(Data items)
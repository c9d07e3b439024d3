//! Multi-cycle simulation harness.
//!
//! Drives the cycle engine through scripted markets and checks the
//! properties that must hold on every committed cycle: capital fully
//! accounted for, capital-limited admission, switching hysteresis, the
//! stop-loss latch, and failover.

use chrono::{DateTime, Duration, TimeZone, Utc};
use rust_decimal::prelude::*;
use rust_decimal_macros::dec;
use std::collections::HashMap;
use std::sync::atomic::Ordering;
use std::sync::Arc;

use rigwarden::config::{AppConfig, FleetConfig};
use rigwarden::engine::CycleEngine;
use rigwarden::market::fixed::FixedQuoteOracle;
use rigwarden::storage::MemoryLedger;
use rigwarden::types::{FleetError, Unit, UnitStatus, WorkItem};

use crate::mock_oracle::{round, BrokenLedger, Round, ScriptedOracle};

fn t0() -> DateTime<Utc> {
    Utc.with_ymd_and_hms(2026, 3, 1, 0, 0, 0).unwrap()
}

fn at(minutes: i64) -> DateTime<Utc> {
    t0() + Duration::minutes(minutes)
}

fn gpu_catalog() -> Vec<WorkItem> {
    vec![
        WorkItem::new("ethash", "mid", ["gpu"]),
        WorkItem::new("kawpow", "mid", ["gpu"]),
    ]
}

fn build(
    config: FleetConfig,
    catalog: Vec<WorkItem>,
    units: Vec<Unit>,
    capital: Decimal,
    oracle: &ScriptedOracle,
) -> (CycleEngine, MemoryLedger) {
    let ledger = MemoryLedger::new();
    let engine = CycleEngine::new(
        config,
        catalog,
        units,
        capital,
        Arc::new(oracle.clone()),
        Arc::new(ledger.clone()),
    );
    (engine, ledger)
}

// ---------------------------------------------------------------------------
// Invariants over a long run
// ---------------------------------------------------------------------------

#[tokio::test]
async fn test_six_hour_run_holds_invariants() {
    let rounds: Vec<Round> = (0..36)
        .map(|i| {
            let x = i as f64;
            round(&[
                ("ethash", 1.0 + 0.5 * (x * 0.7).sin(), 10.0),
                ("kawpow", 1.0 + 0.5 * (x * 0.5).cos(), 10.0),
                ("sha256", 0.5 + 0.2 * (x * 0.3).sin(), 1.0),
            ])
        })
        .collect();
    let oracle = ScriptedOracle::new(rounds);

    let mut catalog = gpu_catalog();
    catalog.push(WorkItem::new("sha256", "high", ["asic"]));
    let units = vec![
        Unit::new("g1", "gpu", 60.0, 300.0, 1.0),
        Unit::new("g2", "gpu", 60.0, 300.0, 0.95),
        Unit::new("g3", "gpu", 55.0, 280.0, 1.0),
        Unit::new("g4", "gpu", 50.0, 300.0, 1.0),
        Unit::new("a1", "asic", 100.0, 3000.0, 1.0),
        Unit::new("a2", "asic", 100.0, 3000.0, 0.9),
    ];

    let mut config = FleetConfig::hourly();
    config.realization_hours = 10.0 / 60.0;
    let threshold = config.scheduling.scaling_threshold_chf;
    let (mut engine, ledger) = build(config, catalog, units, dec!(700), &oracle);

    for i in 0..36 {
        oracle.goto(i);
        let summary = engine.tick_at(at(10 * i as i64)).await.unwrap();
        let portfolio = engine.portfolio();

        assert_eq!(
            portfolio.allocated_total(),
            portfolio.capital,
            "cycle {} lost track of capital",
            summary.cycle_number
        );
        assert_eq!(summary.capital_after, portfolio.capital);

        let slots = (summary.capital_before / threshold)
            .floor()
            .to_usize()
            .unwrap_or(0);
        assert!(
            summary.allocations.len() <= slots,
            "cycle {}: {} units running on {} slots",
            summary.cycle_number,
            summary.allocations.len(),
            slots
        );

        for switch in &summary.switches {
            if let Some(pct) = switch.improvement_pct {
                assert!(pct >= 15.0, "switch below threshold: {switch:?}");
            }
        }
        assert!(!summary.halted);
    }

    // Every quote is profitable, so capital only grows.
    assert!(engine.portfolio().capital > dec!(700));
    assert_eq!(oracle.calls(), 36 * 3);

    // Cooldown: no unit switches twice within 30 minutes.
    let mut by_unit: HashMap<&str, Vec<DateTime<Utc>>> = HashMap::new();
    for record in engine.switch_log() {
        by_unit.entry(record.unit_id.as_str()).or_default().push(record.timestamp);
    }
    assert!(!by_unit.is_empty(), "oscillating prices should cause switches");
    for (unit_id, stamps) in by_unit {
        for pair in stamps.windows(2) {
            assert!(
                pair[1] - pair[0] >= Duration::minutes(30),
                "{unit_id} switched twice within the cooldown"
            );
        }
    }

    let entries = ledger.entries();
    assert_eq!(entries.len(), 36);
    assert!(entries
        .iter()
        .enumerate()
        .all(|(i, s)| s.cycle_number == i as u64 + 1));
}

// ---------------------------------------------------------------------------
// Stop-loss
// ---------------------------------------------------------------------------

#[tokio::test]
async fn test_losses_during_cooldown_latch_stop_loss() {
    // One 1 MW unit: 200 CHF/h of power at 0.20 CHF/kWh.
    let oracle = ScriptedOracle::new(vec![
        round(&[("ethash", 0.21, 1.0)]),
        round(&[("ethash", 0.21, 1.0), ("kawpow", 0.5, 1.0)]),
        round(&[("ethash", 0.21, 1.0), ("kawpow", 0.0, 1.0)]),
    ]);
    let units = vec![Unit::new("big", "gpu", 1000.0, 1_000_000.0, 1.0)];
    let (mut engine, ledger) =
        build(FleetConfig::hourly(), gpu_catalog(), units, dec!(1000), &oracle);

    // Placed on ethash, then moved to kawpow while it pays.
    engine.tick_at(at(0)).await.unwrap();
    oracle.goto(1);
    let s = engine.tick_at(at(10)).await.unwrap();
    assert_eq!(s.switches.len(), 1);

    // Kawpow collapses; the cooldown keeps the unit there for two ticks.
    oracle.goto(2);
    let s = engine.tick_at(at(20)).await.unwrap();
    assert!(s.switches.is_empty());
    assert!(s.realized_profit < Decimal::ZERO);
    let s = engine.tick_at(at(30)).await.unwrap();
    assert!(s.switches.is_empty());
    assert!(engine.portfolio().capital < dec!(950));
    assert!(!engine.risk_state().emergency_stop);

    // The next risk pass sees the drawdown and latches.
    let s = engine.tick_at(at(40)).await.unwrap();
    assert!(s.halted);
    assert!(engine.risk_state().emergency_stop);
    assert!(s.risk_warnings.iter().any(|w| w.contains("Stop-loss")));

    // Latched: a far better market changes nothing.
    oracle.push(round(&[("ethash", 0.21, 1.0), ("kawpow", 5.0, 1.0)]));
    oracle.goto(3);
    for minutes in [50, 60, 120] {
        let s = engine.tick_at(at(minutes)).await.unwrap();
        assert!(s.halted);
        assert!(s.switches.is_empty());
        assert!(s.warnings.iter().any(|w| w.contains("Emergency stop")));
        assert!(engine.risk_state().emergency_stop);
    }
    let before_clear = engine.switch_log().len();

    // Operator clears; allocation resumes against a rebased baseline.
    assert!(engine.clear_emergency_stop());
    let p = engine.portfolio();
    assert_eq!(p.baseline_capital, p.capital);
    let s = engine.tick_at(at(130)).await.unwrap();
    assert!(!s.halted);
    assert_eq!(s.switches.len(), 1);
    assert_eq!(s.switches[0].to_work_item, "kawpow");
    assert_eq!(engine.switch_log().len(), before_clear + 1);

    let halted: Vec<bool> = ledger.entries().iter().map(|s| s.halted).collect();
    assert_eq!(
        halted,
        vec![false, false, false, false, true, true, true, true, false]
    );
}

// ---------------------------------------------------------------------------
// Failover
// ---------------------------------------------------------------------------

#[tokio::test]
async fn test_failover_then_short_handed() {
    let oracle = ScriptedOracle::new(vec![round(&[("sha256", 0.5, 1.0)])]);
    let catalog = vec![WorkItem::new("sha256", "high", ["asic"])];
    let units = vec![
        Unit::new("a1", "asic", 100.0, 3000.0, 1.0),
        Unit::new("a2", "asic", 100.0, 3000.0, 1.0),
        Unit::new("a3", "asic", 100.0, 3000.0, 1.0),
    ];
    // 300 CHF backs two units; a3 waits as standby.
    let (mut engine, _) = build(FleetConfig::hourly(), catalog, units, dec!(300), &oracle);

    engine.tick_at(at(0)).await.unwrap();
    assert!(engine.unit("a1").unwrap().is_active());
    assert!(engine.unit("a2").unwrap().is_active());
    assert!(engine.unit("a3").unwrap().is_standby());

    for _ in 0..3 {
        engine.report_unit_fault("a1", "hashboard offline").unwrap();
    }
    let s = engine.tick_at(at(10)).await.unwrap();
    assert_eq!(engine.unit("a1").unwrap().status, UnitStatus::BackedUp);
    let a3 = engine.unit("a3").unwrap();
    assert!(a3.is_active());
    assert_eq!(a3.assigned_work_item.as_deref(), Some("sha256"));
    assert_eq!(s.allocations.len(), 2);

    // Second failure: no standby left.
    for _ in 0..3 {
        engine.report_unit_fault("a2", "psu tripped").unwrap();
    }
    let s = engine.tick_at(at(20)).await.unwrap();
    assert_eq!(engine.unit("a2").unwrap().status, UnitStatus::Stranded);
    assert!(s
        .risk_warnings
        .iter()
        .any(|w| w.contains("No backup available for unit a2")));
    assert_eq!(s.allocations.len(), 1);

    // Deactivation happens once; the fleet keeps running short-handed.
    let s = engine.tick_at(at(30)).await.unwrap();
    assert!(!s.risk_warnings.iter().any(|w| w.contains("No backup")));
    assert!(engine.unit("a3").unwrap().is_active());
    assert!(s.realized_profit > Decimal::ZERO);
}

// ---------------------------------------------------------------------------
// Degraded inputs
// ---------------------------------------------------------------------------

#[tokio::test]
async fn test_total_outage_then_recovery() {
    let oracle = ScriptedOracle::new(vec![
        round(&[("ethash", 1.0, 10.0), ("kawpow", 1.0, 10.0)]),
        round(&[]),
        round(&[("kawpow", 1.0, 10.0)]),
    ]);
    let units = vec![Unit::new("g1", "gpu", 60.0, 300.0, 1.0)];
    let (mut engine, ledger) =
        build(FleetConfig::hourly(), gpu_catalog(), units, dec!(500), &oracle);

    engine.tick_at(at(0)).await.unwrap();
    let capital = engine.portfolio().capital;

    oracle.goto(1);
    let err = engine.tick_at(at(10)).await.unwrap_err();
    assert!(matches!(err, FleetError::MarketDataOutage { work_items: 2 }));
    assert_eq!(engine.portfolio().capital, capital);
    assert_eq!(ledger.len(), 1);

    // Partial data is a normal cycle with a warning.
    oracle.goto(2);
    let s = engine.tick_at(at(20)).await.unwrap();
    assert_eq!(s.cycle_number, 2);
    assert!(s.warnings.iter().any(|w| w.contains("ethash")));
    assert_eq!(ledger.len(), 2);
}

#[tokio::test]
async fn test_broken_ledger_never_blocks_or_retries() {
    let oracle = ScriptedOracle::new(vec![round(&[("ethash", 1.0, 10.0)])]);
    let ledger = Arc::new(BrokenLedger::new());
    let mut engine = CycleEngine::new(
        FleetConfig::hourly(),
        gpu_catalog(),
        vec![Unit::new("g1", "gpu", 60.0, 300.0, 1.0)],
        dec!(500),
        Arc::new(oracle),
        ledger.clone(),
    );

    for i in 0..4 {
        engine.tick_at(at(10 * i)).await.unwrap();
    }
    assert_eq!(engine.cycle_count(), 4);
    assert_eq!(ledger.attempts.load(Ordering::SeqCst), 4);
    assert!(engine.portfolio().capital > dec!(500));
}

#[tokio::test]
async fn test_capital_below_threshold_runs_nothing() {
    let oracle = ScriptedOracle::new(vec![round(&[("ethash", 1.0, 10.0)])]);
    let units = vec![Unit::new("g1", "gpu", 60.0, 300.0, 1.0)];
    let (mut engine, _) = build(FleetConfig::hourly(), gpu_catalog(), units, dec!(100), &oracle);

    let s = engine.tick_at(at(0)).await.unwrap();
    assert!(s.allocations.is_empty());
    assert_eq!(s.realized_profit, Decimal::ZERO);
    assert_eq!(engine.portfolio().idle(), dec!(100));
    assert_eq!(engine.unit("g1").unwrap().status, UnitStatus::Provisioned);
}

// ---------------------------------------------------------------------------
// Configuration to engine
// ---------------------------------------------------------------------------

const CONFIG: &str = r#"
    [agent]
    name = "RIGWARDEN-IT"
    tick_interval_secs = 900
    initial_capital = 450.0
    currency = "CHF"
    quote_timeout_secs = 2
    history_limit = 10

    [scheduling]
    scaling_threshold_chf = 150.0
    switch_threshold_pct = 15.0
    min_switch_interval_minutes = 30

    [risk]
    stop_loss_threshold_pct = 5.0
    max_single_work_item_allocation_pct = 40.0
    max_consecutive_failures = 3

    [power]
    electricity_rate_chf_per_kwh = 0.25

    [oracle]
    provider = "static"

    [[oracle.static_quotes]]
    work_item_id = "sha256"
    price = 0.5
    difficulty = 1.0

    [[oracle.static_quotes]]
    work_item_id = "kawpow"
    price = 1.0
    difficulty = 10.0

    [ledger]
    path = "unused.jsonl"

    [dashboard]
    enabled = false
    port = 0

    [[work_items]]
    id = "sha256"
    difficulty_class = "high"
    compatible_unit_kinds = ["asic"]

    [[work_items]]
    id = "kawpow"
    difficulty_class = "mid"
    compatible_unit_kinds = ["gpu"]

    [[units]]
    id = "asic-01"
    kind = "asic"
    base_output_rate = 100.0
    power_consumption_w = 3000.0

    [[units]]
    id = "gpu-01"
    kind = "gpu"
    base_output_rate = 60.0
    power_consumption_w = 300.0
"#;

#[tokio::test]
async fn test_engine_from_config() {
    let cfg = AppConfig::parse(CONFIG).unwrap();
    let fleet = cfg.fleet();
    assert!((fleet.realization_hours - 0.25).abs() < 1e-12);

    let oracle = FixedQuoteOracle::with_quotes(cfg.oracle.static_quotes.iter().map(|q| q.to_quote()));
    let ledger = MemoryLedger::new();
    let mut engine = CycleEngine::new(
        fleet,
        cfg.catalog(),
        cfg.roster(),
        cfg.agent.initial_capital,
        Arc::new(oracle),
        Arc::new(ledger.clone()),
    );

    let s = engine.tick().await.unwrap();
    assert_eq!(s.allocations.len(), 2);
    // asic: (50 − 0.75) × 0.25 h; gpu: (6 − 0.075) × 0.25 h
    let expected = dec!(12.3125) + dec!(1.48125);
    assert!((s.realized_profit - expected).abs() < dec!(0.000001));
    assert_eq!(ledger.len(), 1);
}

Work order: Every line in the entries above that mentions the word "push" must be shown.

Response to this task:
    catalog.push(WorkItem::new("sha256", "high", ["asic"]));
        by_unit.entry(record.unit_id.as_str()).or_default().push(record.timestamp);
    oracle.push(round(&[("ethash", 0.21, 1.0), ("kawpow", 5.0, 1.0)]));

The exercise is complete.